Today was the Theravadin gathering, and there were 14 folks present. We did an abbreviated form of the Theravadin chants and meditated for 15 minutes. The topic of conversation today was vipassana and relative bodhicitta. I reviewed a class several weeks ago that emphasized absolute bodhicitta and shamatha practice.

Then we dug into the notions of relative bodhicitta and vipassana practice. I focused on the nature of relative bodhicitta and its quality of compassionate activity. How through opening one’s heart/mind with mindful awareness, the possibility exists that we can penetrate with deep insight into the nature of all the arisings that occur “within” and “without”. How our demons and obstacles can be investigated with mindful awareness. Our obstacles are not rejected or ignored but allowed to be bathed in the relaxed, mindful awareness that can recognize these obstacles' true nature. There was discussion about spiritual by-passing which seems to be a favorite topic among the guys. They understand how obstacles and trauma in their lives can become a catalyst for growth and open their hearts and minds further toward everyone around them. They (we) recognize this as a huge challenge yet know they can slowly progress along the path with diligence, focus, and commitment. They talked about their shadow, how to accept it and know it for what it is, and how they try not to leave footprints when walking on the hard prison floors…I liked that metaphor a lot!

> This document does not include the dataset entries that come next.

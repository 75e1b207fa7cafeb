//! HTTP transports used by client stubs.
//!
//! A transport performs a single `POST {endpoint}?rpc={name}` with a form body and
//! reports the status and body text. It knows nothing about envelopes; interpreting the
//! response is the stub's job. Timeouts, TLS and connection reuse are transport concerns.

use crate::config::{NetworkConfig, ProtocolConfig};
use crate::error::TransportError;
use async_trait::async_trait;
use reqwest::header::CONTENT_TYPE;
use std::sync::OnceLock;
use std::time::Duration;
use tokio::runtime::{Handle, RuntimeFlavor};
use tracing::debug;
use url::Url;

/// Raw answer of a transport.
#[derive(Debug, Clone, PartialEq, Eq)]
pub struct TransportResponse {
    pub status: u16,
    /// `None` when no body could be read.
    pub body: Option<String>,
}

impl TransportResponse {
    pub fn new(status: u16, body: Option<String>) -> Self {
        Self { status, body }
    }

    /// A 200 response with the given body.
    pub fn ok(body: impl Into<String>) -> Self {
        Self::new(200, Some(body.into()))
    }

    pub fn is_success(&self) -> bool {
        self.status == 200
    }
}

/// Transport that suspends the calling thread until the response arrives.
pub trait BlockingTransport: Send + Sync {
    fn post(&self, rpc_name: &str, form_body: String) -> Result<TransportResponse, TransportError>;
}

/// Transport driven by the async runtime.
#[async_trait]
pub trait AsyncTransport: Send + Sync {
    async fn post(&self, rpc_name: &str, form_body: String)
        -> Result<TransportResponse, TransportError>;
}

/// Parse an endpoint URL.
pub fn parse_endpoint(endpoint: &str) -> Result<Url, TransportError> {
    Url::parse(endpoint).map_err(|e| TransportError::InvalidEndpoint(format!("{}: {}", endpoint, e)))
}

/// Build the request URL for one call, keeping any query the endpoint already has.
pub fn rpc_url(endpoint: &Url, rpc_name: &str) -> Url {
    let mut url = endpoint.clone();
    url.query_pairs_mut()
        .append_pair(ProtocolConfig::RPC_QUERY_PARAM, rpc_name);
    url
}

/// Non-blocking HTTP transport backed by `reqwest::Client`.
#[derive(Debug, Clone)]
pub struct HttpTransport {
    client: reqwest::Client,
    endpoint: Url,
}

impl HttpTransport {
    /// Create a transport with the default request timeout.
    pub fn new(endpoint: &str) -> Result<Self, TransportError> {
        Self::with_timeout(parse_endpoint(endpoint)?, NetworkConfig::REQUEST_TIMEOUT)
    }

    pub fn with_timeout(endpoint: Url, timeout: Duration) -> Result<Self, TransportError> {
        let client = reqwest::Client::builder()
            .timeout(timeout)
            .user_agent(NetworkConfig::USER_AGENT)
            .build()?;
        Ok(Self { client, endpoint })
    }

    pub fn endpoint(&self) -> &Url {
        &self.endpoint
    }
}

#[async_trait]
impl AsyncTransport for HttpTransport {
    async fn post(
        &self,
        rpc_name: &str,
        form_body: String,
    ) -> Result<TransportResponse, TransportError> {
        let url = rpc_url(&self.endpoint, rpc_name);
        debug!("POST {}", url);

        let response = self
            .client
            .post(url)
            .header(CONTENT_TYPE, ProtocolConfig::FORM_CONTENT_TYPE)
            .body(form_body)
            .send()
            .await?;

        let status = response.status().as_u16();
        let body = response.text().await.ok();
        Ok(TransportResponse::new(status, body))
    }
}

/// Blocking HTTP transport backed by `reqwest::blocking::Client`.
///
/// The client is built on the first request, not at construction. Inside a multi-thread
/// Tokio runtime each request runs under `block_in_place`; inside a current-thread runtime
/// requests fail with [`TransportError::BlockingInAsyncContext`] instead of panicking.
#[derive(Debug, Clone)]
pub struct BlockingHttpTransport {
    client: OnceLock<reqwest::blocking::Client>,
    timeout: Duration,
    endpoint: Url,
}

impl BlockingHttpTransport {
    /// Create a transport with the default request timeout.
    pub fn new(endpoint: &str) -> Result<Self, TransportError> {
        Ok(Self::with_timeout(
            parse_endpoint(endpoint)?,
            NetworkConfig::REQUEST_TIMEOUT,
        ))
    }

    pub fn with_timeout(endpoint: Url, timeout: Duration) -> Self {
        Self {
            client: OnceLock::new(),
            timeout,
            endpoint,
        }
    }

    pub fn endpoint(&self) -> &Url {
        &self.endpoint
    }

    fn client(&self) -> Result<&reqwest::blocking::Client, TransportError> {
        if let Some(client) = self.client.get() {
            return Ok(client);
        }
        let client = reqwest::blocking::Client::builder()
            .timeout(self.timeout)
            .user_agent(NetworkConfig::USER_AGENT)
            .build()?;
        Ok(self.client.get_or_init(|| client))
    }

    fn send(&self, rpc_name: &str, form_body: String) -> Result<TransportResponse, TransportError> {
        let url = rpc_url(&self.endpoint, rpc_name);
        debug!("POST {} (blocking)", url);

        let response = self
            .client()?
            .post(url)
            .header(CONTENT_TYPE, ProtocolConfig::FORM_CONTENT_TYPE)
            .body(form_body)
            .send()?;

        let status = response.status().as_u16();
        let body = response.text().ok();
        Ok(TransportResponse::new(status, body))
    }
}

/// Run blocking work from whatever context the caller is in.
fn run_blocking<T>(
    work: impl FnOnce() -> Result<T, TransportError>,
) -> Result<T, TransportError> {
    match Handle::try_current() {
        Err(_) => work(),
        Ok(handle) if handle.runtime_flavor() == RuntimeFlavor::MultiThread => {
            tokio::task::block_in_place(work)
        }
        Ok(_) => Err(TransportError::BlockingInAsyncContext),
    }
}

impl BlockingTransport for BlockingHttpTransport {
    fn post(&self, rpc_name: &str, form_body: String) -> Result<TransportResponse, TransportError> {
        run_blocking(|| self.send(rpc_name, form_body))
    }
}
//! Client stubs: callable proxies for one remote function in one invocation mode.
//!
//! Both modes marshal arguments the same way and interpret the response the same way;
//! they differ only in how the caller waits. Every invocation issues exactly one request,
//! without retries or caching.

use super::transport::{AsyncTransport, BlockingTransport, TransportResponse};
use crate::codec::{decode_envelope, encode_args, Outcome};
use crate::error::{CallError, TransportError};
use serde_json::Value;
use std::future::Future;
use std::pin::Pin;
use std::sync::Arc;
use std::task::{Context, Poll};
use tokio::sync::oneshot;
use tokio::task::JoinHandle;
use tracing::{debug, warn};

/// Turn a transport result into the call's result.
///
/// An error envelope is surfaced as [`CallError::Rpc`] even on a non-success status.
/// Anything else that is not a success envelope on a success status (transport error,
/// missing or empty body, malformed body) becomes [`CallError::Failed`].
pub(crate) fn interpret_response(
    name: &str,
    response: Result<TransportResponse, TransportError>,
) -> Result<Value, CallError> {
    let response = match response {
        Ok(response) => response,
        Err(e) => {
            warn!("Failed to call {}: {}", name, e);
            return Err(CallError::failed(name));
        }
    };

    let body = match response.body.as_deref() {
        Some(body) if !body.trim().is_empty() => body,
        _ => {
            warn!("Failed to call {}: no response body (status {})", name, response.status);
            return Err(CallError::failed(name));
        }
    };

    match decode_envelope(body) {
        Ok(Outcome::Error { reason }) => Err(CallError::Rpc { reason }),
        Ok(Outcome::Success { result }) if response.is_success() => Ok(result),
        Ok(Outcome::Success { .. }) => {
            warn!("Failed to call {}: status {}", name, response.status);
            Err(CallError::failed(name))
        }
        Err(e) => {
            warn!("Failed to call {}: malformed response: {}", name, e);
            Err(CallError::failed(name))
        }
    }
}

/// Stub that blocks the calling thread until the call completes.
#[derive(Clone)]
pub struct BlockingStub {
    name: String,
    transport: Arc<dyn BlockingTransport>,
}

impl BlockingStub {
    pub fn new(name: impl Into<String>, transport: Arc<dyn BlockingTransport>) -> Self {
        Self {
            name: name.into(),
            transport,
        }
    }

    pub fn name(&self) -> &str {
        &self.name
    }

    /// Call the remote function and wait for its result.
    pub fn call(&self, args: &[Value]) -> Result<Value, CallError> {
        debug!("Calling {} with {} argument(s) (blocking)", self.name, args.len());
        let response = self.transport.post(&self.name, encode_args(args));
        interpret_response(&self.name, response)
    }
}

impl std::fmt::Debug for BlockingStub {
    fn fmt(&self, f: &mut std::fmt::Formatter<'_>) -> std::fmt::Result {
        f.debug_struct("BlockingStub")
            .field("name", &self.name)
            .finish_non_exhaustive()
    }
}

/// Stub that returns immediately with a [`PendingCall`].
#[derive(Clone)]
pub struct AsyncStub {
    name: String,
    transport: Arc<dyn AsyncTransport>,
}

impl AsyncStub {
    pub fn new(name: impl Into<String>, transport: Arc<dyn AsyncTransport>) -> Self {
        Self {
            name: name.into(),
            transport,
        }
    }

    pub fn name(&self) -> &str {
        &self.name
    }

    /// Start the call on the Tokio runtime and return its pending result.
    ///
    /// The request is issued whether or not the returned handle is ever awaited. There is
    /// no cancellation: dropping the handle only discards the result.
    ///
    /// # Panics
    ///
    /// Panics when called outside of a Tokio runtime.
    pub fn call(&self, args: &[Value]) -> PendingCall {
        debug!("Calling {} with {} argument(s)", self.name, args.len());
        let (tx, rx) = oneshot::channel();
        let name = self.name.clone();
        let transport = Arc::clone(&self.transport);
        let body = encode_args(args);

        tokio::spawn(async move {
            let response = transport.post(&name, body).await;
            // The receiver is gone when the caller dropped the handle.
            let _ = tx.send(interpret_response(&name, response));
        });

        PendingCall {
            name: self.name.clone(),
            rx,
        }
    }
}

impl std::fmt::Debug for AsyncStub {
    fn fmt(&self, f: &mut std::fmt::Formatter<'_>) -> std::fmt::Result {
        f.debug_struct("AsyncStub")
            .field("name", &self.name)
            .finish_non_exhaustive()
    }
}

/// Result of an in-flight asynchronous call.
///
/// Settles exactly once, with the call's result or its failure. Await it directly, or
/// hand it callbacks with [`PendingCall::on_settled`].
#[derive(Debug)]
pub struct PendingCall {
    name: String,
    rx: oneshot::Receiver<Result<Value, CallError>>,
}

impl PendingCall {
    pub fn name(&self) -> &str {
        &self.name
    }

    /// Run `on_success` or `on_failure` once the call settles.
    ///
    /// Exactly one of the two callbacks runs, at most once.
    pub fn on_settled<S, F>(self, on_success: S, on_failure: F) -> JoinHandle<()>
    where
        S: FnOnce(Value) + Send + 'static,
        F: FnOnce(CallError) + Send + 'static,
    {
        tokio::spawn(async move {
            match self.await {
                Ok(value) => on_success(value),
                Err(e) => on_failure(e),
            }
        })
    }
}

impl Future for PendingCall {
    type Output = Result<Value, CallError>;

    fn poll(self: Pin<&mut Self>, cx: &mut Context<'_>) -> Poll<Self::Output> {
        let this = self.get_mut();
        match Pin::new(&mut this.rx).poll(cx) {
            Poll::Ready(Ok(result)) => Poll::Ready(result),
            // The request task died without settling (runtime shut down).
            Poll::Ready(Err(_)) => Poll::Ready(Err(CallError::failed(this.name.clone()))),
            Poll::Pending => Poll::Pending,
        }
    }
}
//! Size and digest grouping.
//!
//! # Overview
//!
//! Phase 1 groups files by exact byte size. A size becomes a *candidate* the
//! moment its second file arrives, and every later file of that size joins
//! it. Phase 2 groups candidate files by content digest and drops groups
//! with a single member.
//!
//! # Example
//!
//! ```
//! use filedup::duplicates::group_by_size;
//! use std::path::PathBuf;
//!
//! let files = vec![
//!     (PathBuf::from("/a.txt"), 1),
//!     (PathBuf::from("/b.txt"), 1),
//!     (PathBuf::from("/d.txt"), 2),
//! ];
//!
//! let (groups, stats) = group_by_size(files);
//! assert_eq!(stats.total_files, 3);
//! assert_eq!(groups.len(), 1);
//! assert_eq!(groups[&1].len(), 2);
//! ```

use std::collections::HashMap;
use std::path::PathBuf;

use serde::Serialize;

use crate::scanner::Digest;

/// Accumulates files by size and tracks which sizes have become candidates.
///
/// Files keep their discovery order inside each size.
#[derive(Debug, Default)]
pub struct SizeGrouper {
    by_size: HashMap<u64, Vec<PathBuf>>,
    candidates: usize,
    total_files: usize,
    total_size: u64,
}

impl SizeGrouper {
    /// Create an empty grouper.
    #[must_use]
    pub fn new() -> Self {
        Self::default()
    }

    /// Add a file, returning `true` if this insert turned its size into a candidate.
    pub fn insert(&mut self, path: PathBuf, size: u64) -> bool {
        self.total_files += 1;
        self.total_size += size;

        let files = self.by_size.entry(size).or_default();
        files.push(path);
        if files.len() == 2 {
            self.candidates += 1;
            true
        } else {
            false
        }
    }

    /// Number of candidate sizes so far.
    #[must_use]
    pub fn candidate_count(&self) -> usize {
        self.candidates
    }

    /// Consume the grouper, keeping only candidate sizes.
    #[must_use]
    pub fn into_candidates(self) -> (HashMap<u64, Vec<PathBuf>>, GroupingStats) {
        let mut stats = GroupingStats {
            total_files: self.total_files,
            total_size: self.total_size,
            unique_sizes: self.by_size.len(),
            ..Default::default()
        };

        let groups: HashMap<u64, Vec<PathBuf>> = self
            .by_size
            .into_iter()
            .filter(|(_, files)| files.len() > 1)
            .collect();

        stats.duplicate_groups = groups.len();
        stats.potential_duplicates = groups.values().map(Vec::len).sum();
        stats.eliminated_unique = stats.total_files - stats.potential_duplicates;
        (groups, stats)
    }
}

/// Statistics from size grouping phase.
#[derive(Debug, Clone, Default, PartialEq, Eq, Serialize)]
pub struct GroupingStats {
    /// Total number of files processed
    pub total_files: usize,
    /// Total size of all files in bytes
    pub total_size: u64,
    /// Number of distinct file sizes
    pub unique_sizes: usize,
    /// Number of files in candidate groups
    pub potential_duplicates: usize,
    /// Number of files eliminated because no other file shares their size
    pub eliminated_unique: usize,
    /// Number of candidate size groups
    pub duplicate_groups: usize,
}

impl GroupingStats {
    /// Percentage of files eliminated by size grouping.
    #[must_use]
    pub fn elimination_rate(&self) -> f64 {
        if self.total_files == 0 {
            0.0
        } else {
            (self.eliminated_unique as f64 / self.total_files as f64) * 100.0
        }
    }
}

/// Group `(path, size)` pairs by size (Phase 1 of duplicate detection).
///
/// Returns only sizes shared by two or more files.
#[must_use]
pub fn group_by_size<I>(files: I) -> (HashMap<u64, Vec<PathBuf>>, GroupingStats)
where
    I: IntoIterator<Item = (PathBuf, u64)>,
{
    let mut grouper = SizeGrouper::new();
    for (path, size) in files {
        grouper.insert(path, size);
    }
    grouper.into_candidates()
}

/// Group `(path, digest)` pairs by digest, dropping singleton groups.
#[must_use]
pub fn group_by_digest<I>(hashed: I) -> HashMap<Digest, Vec<PathBuf>>
where
    I: IntoIterator<Item = (PathBuf, Digest)>,
{
    let mut groups: HashMap<Digest, Vec<PathBuf>> = HashMap::new();
    for (path, digest) in hashed {
        groups.entry(digest).or_default().push(path);
    }
    groups.retain(|digest, files| {
        if files.len() > 1 {
            true
        } else {
            log::trace!("Dropping unique digest {}: {}", digest, files[0].display());
            false
        }
    });
    groups
}

/// Key of a duplicate group.
#[derive(Debug, Clone, PartialEq, Eq, Hash, PartialOrd, Ord, Serialize)]
#[serde(untagged)]
pub enum GroupKey {
    /// Byte size, when hashing was skipped
    Size(u64),
    /// Content digest
    Digest(Digest),
}

impl std::fmt::Display for GroupKey {
    fn fmt(&self, f: &mut std::fmt::Formatter<'_>) -> std::fmt::Result {
        match self {
            Self::Size(size) => write!(f, "{}", size),
            Self::Digest(digest) => f.write_str(digest),
        }
    }
}

/// Result of a duplicate search.
///
/// The key type depends on whether content hashing ran.
#[derive(Debug, Clone, PartialEq, Eq)]
pub enum Duplicates {
    /// Size-collision groups; produced when hashing is skipped.
    BySize(HashMap<u64, Vec<PathBuf>>),
    /// Confirmed duplicate groups keyed by content digest.
    ByDigest(HashMap<Digest, Vec<PathBuf>>),
}

impl Default for Duplicates {
    fn default() -> Self {
        Self::ByDigest(HashMap::new())
    }
}

impl Duplicates {
    /// Number of groups.
    #[must_use]
    pub fn len(&self) -> usize {
        match self {
            Self::BySize(groups) => groups.len(),
            Self::ByDigest(groups) => groups.len(),
        }
    }

    /// Whether no groups were found.
    #[must_use]
    pub fn is_empty(&self) -> bool {
        self.len() == 0
    }

    /// Total number of files across all groups.
    #[must_use]
    pub fn file_count(&self) -> usize {
        self.iter().map(|(_, files)| files.len()).sum()
    }

    /// Iterate groups in arbitrary order.
    pub fn iter(&self) -> Box<dyn Iterator<Item = (GroupKey, &[PathBuf])> + '_> {
        match self {
            Self::BySize(groups) => Box::new(
                groups
                    .iter()
                    .map(|(size, files)| (GroupKey::Size(*size), files.as_slice())),
            ),
            Self::ByDigest(groups) => Box::new(
                groups
                    .iter()
                    .map(|(digest, files)| (GroupKey::Digest(digest.clone()), files.as_slice())),
            ),
        }
    }

    /// Groups sorted by key, for stable presentation.
    #[must_use]
    pub fn sorted(&self) -> Vec<(GroupKey, &[PathBuf])> {
        let mut groups: Vec<_> = self.iter().collect();
        groups.sort_by(|a, b| a.0.cmp(&b.0));
        groups
    }

    /// Group memberships as sorted path sets, independent of keys and order.
    ///
    /// Useful for comparing two runs whose keys differ, e.g. with another hasher.
    #[must_use]
    pub fn membership(&self) -> Vec<Vec<PathBuf>> {
        let mut sets: Vec<Vec<PathBuf>> = self
            .iter()
            .map(|(_, files)| {
                let mut files = files.to_vec();
                files.sort();
                files
            })
            .collect();
        sets.sort();
        sets
    }

    /// Whether the groups are keyed by size.
    #[must_use]
    pub fn is_by_size(&self) -> bool {
        matches!(self, Self::BySize(_))
    }
}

We also discussed what metta and bodhicitta mean from a Theravadin point of view compared to a Mahayana one. We concluded that the development of love for oneself and others and compassion might not be so different in these traditions. Cultural and philosophical differences may exist, and certain practice methods can differ, but the experience of love and compassion is essentially the same. That we can now have an open discussion about this topic is quite a breakthrough. We are all beginning to see each other as human beings with the same innate goodness, which doesn’t recognize differences as solid and permanent.

There was a lot of openness and love in the air this morning at the meditation group. As usual, I left everyone with a tender joyful/sad heart full of gratitude.